▸ **Work request**
Could you restate every line of the data word for word?

▸ **Extracted data**
>>
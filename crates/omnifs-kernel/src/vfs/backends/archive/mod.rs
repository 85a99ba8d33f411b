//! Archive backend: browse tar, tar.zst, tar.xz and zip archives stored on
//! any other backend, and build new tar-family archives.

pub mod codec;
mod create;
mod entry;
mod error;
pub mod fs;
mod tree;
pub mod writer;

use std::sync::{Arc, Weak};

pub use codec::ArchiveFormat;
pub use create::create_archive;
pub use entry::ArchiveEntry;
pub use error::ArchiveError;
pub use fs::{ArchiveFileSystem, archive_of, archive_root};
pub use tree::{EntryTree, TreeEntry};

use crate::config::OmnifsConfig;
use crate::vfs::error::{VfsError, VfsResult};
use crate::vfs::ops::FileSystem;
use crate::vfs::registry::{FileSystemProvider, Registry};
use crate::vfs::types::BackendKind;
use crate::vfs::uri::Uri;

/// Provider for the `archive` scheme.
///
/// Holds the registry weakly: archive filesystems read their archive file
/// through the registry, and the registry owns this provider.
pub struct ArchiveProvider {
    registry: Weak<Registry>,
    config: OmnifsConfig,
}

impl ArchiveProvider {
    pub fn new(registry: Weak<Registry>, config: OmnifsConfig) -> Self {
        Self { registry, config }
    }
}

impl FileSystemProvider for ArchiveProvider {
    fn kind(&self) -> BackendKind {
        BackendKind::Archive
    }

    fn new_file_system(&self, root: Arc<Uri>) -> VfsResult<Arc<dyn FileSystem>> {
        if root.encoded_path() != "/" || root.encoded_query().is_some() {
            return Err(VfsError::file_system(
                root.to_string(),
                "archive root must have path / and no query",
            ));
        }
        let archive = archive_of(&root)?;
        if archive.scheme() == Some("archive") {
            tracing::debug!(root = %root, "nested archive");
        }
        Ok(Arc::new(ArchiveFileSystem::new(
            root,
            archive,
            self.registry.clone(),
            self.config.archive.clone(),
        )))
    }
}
<<
▸ **Your response**
filename crates/omnifs-kernel/src/vfs/backends/archive/mod.rs
repository 85a99ba8d33f411b
//! Archive backend: browse tar, tar.zst, tar.xz and zip archives stored on
//! any other backend, and build new tar-family archives.

pub mod codec;
mod create;
mod entry;
mod error;
pub mod fs;
mod tree;
pub mod writer;

use std::sync::{Arc, Weak};

pub use codec::ArchiveFormat;
pub use create::create_archive;
pub use entry::ArchiveEntry;
pub use error::ArchiveError;
pub use fs::{ArchiveFileSystem, archive_of, archive_root};
pub use tree::{EntryTree, TreeEntry};

use crate::config::OmnifsConfig;
use crate::vfs::error::{VfsError, VfsResult};
use crate::vfs::ops::FileSystem;
use crate::vfs::registry::{FileSystemProvider, Registry};
use crate::vfs::types::BackendKind;
use crate::vfs::uri::Uri;

/// Provider for the `archive` scheme.
///
/// Holds the registry weakly: archive filesystems read their archive file
/// through the registry, and the registry owns this provider.
pub struct ArchiveProvider {
    registry: Weak<Registry>,
    config: OmnifsConfig,
}

impl ArchiveProvider {
    pub fn new(registry: Weak<Registry>, config: OmnifsConfig) -> Self {
        Self { registry, config }
    }
}

impl FileSystemProvider for ArchiveProvider {
    fn kind(&self) -> BackendKind {
        BackendKind::Archive
    }

    fn new_file_system(&self, root: Arc<Uri>) -> VfsResult<Arc<dyn FileSystem>> {
        if root.encoded_path() != "/" || root.encoded_query().is_some() {
            return Err(VfsError::file_system(
                root.to_string(),
                "archive root must have path / and no query",
            ));
        }
        let archive = archive_of(&root)?;
        if archive.scheme() == Some("archive") {
            tracing::debug!(root = %root, "nested archive");
        }
        Ok(Arc::new(ArchiveFileSystem::new(
            root,
            archive,
            self.registry.clone(),
            self.config.archive.clone(),
        )))
    }
}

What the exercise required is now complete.